## Items from a dataset
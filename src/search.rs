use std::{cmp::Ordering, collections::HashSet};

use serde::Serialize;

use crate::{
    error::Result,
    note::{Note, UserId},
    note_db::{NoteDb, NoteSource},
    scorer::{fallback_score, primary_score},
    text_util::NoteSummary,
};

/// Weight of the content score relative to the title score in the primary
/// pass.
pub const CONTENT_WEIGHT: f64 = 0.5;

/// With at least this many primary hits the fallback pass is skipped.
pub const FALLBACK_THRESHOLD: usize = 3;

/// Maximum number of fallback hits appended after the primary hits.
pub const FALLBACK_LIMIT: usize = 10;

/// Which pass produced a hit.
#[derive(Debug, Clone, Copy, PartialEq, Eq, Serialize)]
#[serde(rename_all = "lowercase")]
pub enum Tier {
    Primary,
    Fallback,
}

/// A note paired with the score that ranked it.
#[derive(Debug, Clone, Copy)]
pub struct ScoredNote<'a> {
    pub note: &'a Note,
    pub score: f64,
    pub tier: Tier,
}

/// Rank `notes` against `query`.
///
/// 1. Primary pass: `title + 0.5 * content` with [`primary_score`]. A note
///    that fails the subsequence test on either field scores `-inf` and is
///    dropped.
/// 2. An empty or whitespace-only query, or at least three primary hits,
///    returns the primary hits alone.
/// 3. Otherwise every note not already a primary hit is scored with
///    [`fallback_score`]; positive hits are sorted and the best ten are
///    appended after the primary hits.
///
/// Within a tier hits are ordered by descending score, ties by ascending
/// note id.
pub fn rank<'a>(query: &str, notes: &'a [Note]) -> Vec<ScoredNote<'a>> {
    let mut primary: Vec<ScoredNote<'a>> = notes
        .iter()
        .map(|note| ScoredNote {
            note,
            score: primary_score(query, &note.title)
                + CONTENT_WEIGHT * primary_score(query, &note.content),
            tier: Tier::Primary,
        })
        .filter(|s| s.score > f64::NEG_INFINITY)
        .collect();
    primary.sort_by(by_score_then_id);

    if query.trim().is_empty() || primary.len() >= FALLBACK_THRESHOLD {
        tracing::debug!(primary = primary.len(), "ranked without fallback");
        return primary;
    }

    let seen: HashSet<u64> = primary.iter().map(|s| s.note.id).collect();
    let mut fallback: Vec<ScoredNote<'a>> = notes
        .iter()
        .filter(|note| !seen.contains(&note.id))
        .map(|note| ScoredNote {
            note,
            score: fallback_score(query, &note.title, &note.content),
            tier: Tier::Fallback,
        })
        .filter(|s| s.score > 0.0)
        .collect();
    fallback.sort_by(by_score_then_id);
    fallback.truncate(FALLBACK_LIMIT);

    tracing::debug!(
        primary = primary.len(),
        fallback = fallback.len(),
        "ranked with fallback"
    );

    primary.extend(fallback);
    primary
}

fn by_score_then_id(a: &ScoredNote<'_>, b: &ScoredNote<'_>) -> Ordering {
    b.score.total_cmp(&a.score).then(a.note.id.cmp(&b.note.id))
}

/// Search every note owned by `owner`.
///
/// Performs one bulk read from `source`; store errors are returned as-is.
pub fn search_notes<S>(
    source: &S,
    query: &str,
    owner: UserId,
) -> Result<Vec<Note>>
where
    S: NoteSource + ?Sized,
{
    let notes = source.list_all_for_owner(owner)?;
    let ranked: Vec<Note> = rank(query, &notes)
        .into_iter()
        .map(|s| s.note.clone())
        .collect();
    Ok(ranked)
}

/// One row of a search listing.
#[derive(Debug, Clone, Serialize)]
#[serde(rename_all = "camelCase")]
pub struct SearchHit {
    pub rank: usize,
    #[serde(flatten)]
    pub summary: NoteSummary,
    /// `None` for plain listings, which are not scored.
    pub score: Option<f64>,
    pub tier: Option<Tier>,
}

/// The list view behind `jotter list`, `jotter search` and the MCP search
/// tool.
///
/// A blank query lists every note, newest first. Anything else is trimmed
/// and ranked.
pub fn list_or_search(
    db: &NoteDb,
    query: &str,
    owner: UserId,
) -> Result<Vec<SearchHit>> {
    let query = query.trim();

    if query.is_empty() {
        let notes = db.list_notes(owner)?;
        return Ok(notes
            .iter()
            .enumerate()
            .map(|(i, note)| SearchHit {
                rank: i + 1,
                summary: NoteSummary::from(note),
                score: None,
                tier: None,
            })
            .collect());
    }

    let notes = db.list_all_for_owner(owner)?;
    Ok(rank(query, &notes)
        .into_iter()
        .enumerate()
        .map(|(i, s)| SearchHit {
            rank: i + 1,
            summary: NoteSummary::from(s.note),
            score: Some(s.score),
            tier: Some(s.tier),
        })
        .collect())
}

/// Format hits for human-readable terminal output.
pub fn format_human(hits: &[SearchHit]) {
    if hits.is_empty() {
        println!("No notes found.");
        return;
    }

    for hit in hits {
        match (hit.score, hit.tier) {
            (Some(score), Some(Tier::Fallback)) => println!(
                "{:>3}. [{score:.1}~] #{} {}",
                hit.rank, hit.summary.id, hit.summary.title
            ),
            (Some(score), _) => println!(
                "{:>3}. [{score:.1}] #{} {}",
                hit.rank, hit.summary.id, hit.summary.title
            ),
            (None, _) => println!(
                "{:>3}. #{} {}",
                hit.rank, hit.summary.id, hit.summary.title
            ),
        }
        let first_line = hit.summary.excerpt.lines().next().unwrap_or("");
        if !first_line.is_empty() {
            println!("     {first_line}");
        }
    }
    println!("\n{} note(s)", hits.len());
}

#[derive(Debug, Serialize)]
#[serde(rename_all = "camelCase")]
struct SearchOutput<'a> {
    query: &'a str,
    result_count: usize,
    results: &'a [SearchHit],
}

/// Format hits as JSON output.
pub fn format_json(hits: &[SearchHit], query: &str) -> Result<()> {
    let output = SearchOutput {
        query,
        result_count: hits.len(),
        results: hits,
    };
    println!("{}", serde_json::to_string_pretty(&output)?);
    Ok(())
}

## TASK PROMPT
In the records above, find each line with the word "derive" and copy it out.

## RESPONSE BELOW
#[derive(Debug, Clone, Copy, PartialEq, Eq, Serialize)]
#[derive(Debug, Clone, Copy)]
#[derive(Debug, Clone, Serialize)]
#[derive(Debug, Serialize)]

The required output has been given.